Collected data
○ ○ ○ ○ ○

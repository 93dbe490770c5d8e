//! Stream-safe framing for the TCP protocol.
//!
//! Every message is a 3-byte header followed by `len` payload bytes:
//!
//! ```text
//! type: u8   // message type
//! ver:  u8   // protocol version, currently 1
//! len:  u8   // payload length 0..255
//! ```
//!
//! The decoder resyncs by dropping one byte whenever the version is wrong,
//! the type is unknown, or a body-carrying type declares a zero-length
//! payload. A bounded buffer protects against junk floods.

pub const MSG_VER: u8 = 1;
pub const HEADER_SIZE: usize = 3;

/// Message types on the wire
#[derive(Debug, Clone, Copy, PartialEq, Eq)]
#[repr(u8)]
pub enum MsgType {
    State = 1,
    Cmd = 2,
    Setpoint = 3,
    Config = 4,
    StatsReq = 5,
    StatsResp = 6,
}

impl MsgType {
    pub fn from_u8(v: u8) -> Option<Self> {
        match v {
            1 => Some(MsgType::State),
            2 => Some(MsgType::Cmd),
            3 => Some(MsgType::Setpoint),
            4 => Some(MsgType::Config),
            5 => Some(MsgType::StatsReq),
            6 => Some(MsgType::StatsResp),
            _ => None,
        }
    }

    /// Types whose payload may never be empty
    fn requires_payload(self) -> bool {
        matches!(
            self,
            MsgType::Cmd | MsgType::Setpoint | MsgType::Config | MsgType::StatsResp
        )
    }
}

/// Build a frame header
pub fn encode_header(ty: MsgType, payload_len: u8) -> [u8; HEADER_SIZE] {
    [ty as u8, MSG_VER, payload_len]
}

/// Stream decoder for header+payload frames.
///
/// Keeps a read cursor and compacts occasionally instead of shifting the
/// buffer on every frame; enforces a hard cap against junk streams.
#[derive(Default)]
pub struct FrameRx {
    buf: Vec<u8>,
    read_pos: usize,
}

/// Hard cap on buffered bytes; beyond this the buffer is reset
const MAX_BUFFER_BYTES: usize = 64 * 1024;
/// Compact once the consumed prefix exceeds this
const COMPACT_THRESHOLD: usize = 4096;

impl FrameRx {
    pub fn new() -> Self {
        Self::default()
    }

    /// Append raw bytes from the socket
    pub fn push_bytes(&mut self, data: &[u8]) {
        if data.is_empty() {
            return;
        }

        if self.available() + data.len() > MAX_BUFFER_BYTES {
            self.clear();
            // keep only the tail that fits
            let data = if data.len() > MAX_BUFFER_BYTES {
                &data[data.len() - MAX_BUFFER_BYTES..]
            } else {
                data
            };
            self.buf.extend_from_slice(data);
            return;
        }

        self.buf.extend_from_slice(data);
    }

    /// Extract the next complete frame as `(type, payload)`.
    ///
    /// Invalid header bytes are skipped one at a time, so a valid frame
    /// embedded in arbitrary junk is always recovered.
    pub fn pop(&mut self) -> Option<(MsgType, Vec<u8>)> {
        loop {
            if self.available() < HEADER_SIZE {
                self.maybe_compact();
                return None;
            }

            let h = &self.buf[self.read_pos..];
            let ver = h[1];
            let len = h[2] as usize;

            let ty = match MsgType::from_u8(h[0]) {
                Some(ty) if ver == MSG_VER => ty,
                _ => {
                    self.read_pos += 1;
                    continue;
                }
            };

            if len == 0 && ty.requires_payload() {
                self.read_pos += 1;
                continue;
            }

            let total = HEADER_SIZE + len;
            if self.available() < total {
                self.maybe_compact();
                return None;
            }

            let start = self.read_pos + HEADER_SIZE;
            let payload = self.buf[start..start + len].to_vec();
            self.read_pos += total;
            self.maybe_compact();
            return Some((ty, payload));
        }
    }

    pub fn clear(&mut self) {
        self.buf.clear();
        self.read_pos = 0;
    }

    fn available(&self) -> usize {
        self.buf.len() - self.read_pos
    }

    fn maybe_compact(&mut self) {
        if self.read_pos == self.buf.len() {
            self.clear();
        } else if self.read_pos >= COMPACT_THRESHOLD && self.read_pos > self.buf.len() / 2 {
            self.buf.drain(..self.read_pos);
            self.read_pos = 0;
        }
    }
}

#[cfg(test)]
mod tests {
    use super::*;

    fn frame(ty: MsgType, payload: &[u8]) -> Vec<u8> {
        let mut f = encode_header(ty, payload.len() as u8).to_vec();
        f.extend_from_slice(payload);
        f
    }

    #[test]
    fn test_single_frame() {
        let mut rx = FrameRx::new();
        rx.push_bytes(&frame(MsgType::Cmd, &[1; 14]));
        let (ty, payload) = rx.pop().unwrap();
        assert_eq!(ty, MsgType::Cmd);
        assert_eq!(payload.len(), 14);
        assert!(rx.pop().is_none());
    }

    #[test]
    fn test_partial_then_complete() {
        let mut rx = FrameRx::new();
        let f = frame(MsgType::Setpoint, &[2; 21]);
        rx.push_bytes(&f[..5]);
        assert!(rx.pop().is_none());
        rx.push_bytes(&f[5..]);
        assert!(rx.pop().is_some());
    }

    #[test]
    fn test_resync_through_arbitrary_junk() {
        let mut rx = FrameRx::new();
        let mut stream = vec![0xDE, 0xAD, 0x00, 0x09, 0xFF];
        stream.extend_from_slice(&frame(MsgType::Cmd, &[7; 14]));
        stream.extend_from_slice(&[0x42, 0x42]);
        stream.extend_from_slice(&frame(MsgType::Config, &[8; 12]));
        rx.push_bytes(&stream);

        let (ty, payload) = rx.pop().unwrap();
        assert_eq!(ty, MsgType::Cmd);
        assert_eq!(payload, vec![7; 14]);
        let (ty, payload) = rx.pop().unwrap();
        assert_eq!(ty, MsgType::Config);
        assert_eq!(payload, vec![8; 12]);
    }

    #[test]
    fn test_wrong_version_skipped() {
        let mut rx = FrameRx::new();
        let mut bad = frame(MsgType::Cmd, &[1; 14]);
        bad[1] = 2; // future version
        rx.push_bytes(&bad);
        rx.push_bytes(&frame(MsgType::StatsReq, &[]));
        let (ty, payload) = rx.pop().unwrap();
        assert_eq!(ty, MsgType::StatsReq);
        assert!(payload.is_empty());
    }

    #[test]
    fn test_zero_length_body_types_rejected() {
        let mut rx = FrameRx::new();
        rx.push_bytes(&encode_header(MsgType::Cmd, 0));
        rx.push_bytes(&frame(MsgType::Cmd, &[3; 14]));
        let (ty, payload) = rx.pop().unwrap();
        assert_eq!(ty, MsgType::Cmd);
        assert_eq!(payload, vec![3; 14]);
    }

    #[test]
    fn test_stats_request_may_be_empty() {
        let mut rx = FrameRx::new();
        rx.push_bytes(&encode_header(MsgType::StatsReq, 0));
        assert_eq!(rx.pop().unwrap().0, MsgType::StatsReq);
    }

    #[test]
    fn test_flood_resets_buffer() {
        let mut rx = FrameRx::new();
        // No valid frames in sight: buffer must stay bounded
        let junk = vec![0u8; 16 * 1024];
        for _ in 0..8 {
            rx.push_bytes(&junk);
            while rx.pop().is_some() {}
        }
        assert!(rx.buf.len() <= MAX_BUFFER_BYTES);

        // and the decoder still works afterwards
        rx.push_bytes(&frame(MsgType::Cmd, &[1; 14]));
        assert!(rx.pop().is_some());
    }
}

○ ○ ○ ○ ○

### What the task requires
Retype exactly the lines from the start of the entries through the one with "pub const HEADER_SIZE: usize = 3;"; include both ends.

### Output for this exercise
repository 93dbe490770c5d8e
//! Stream-safe framing for the TCP protocol.
//!
//! Every message is a 3-byte header followed by `len` payload bytes:
//!
//! ```text
//! type: u8   // message type
//! ver:  u8   // protocol version, currently 1
//! len:  u8   // payload length 0..255
//! ```
//!
//! The decoder resyncs by dropping one byte whenever the version is wrong,
//! the type is unknown, or a body-carrying type declares a zero-length
//! payload. A bounded buffer protects against junk floods.

pub const MSG_VER: u8 = 1;
pub const HEADER_SIZE: usize = 3;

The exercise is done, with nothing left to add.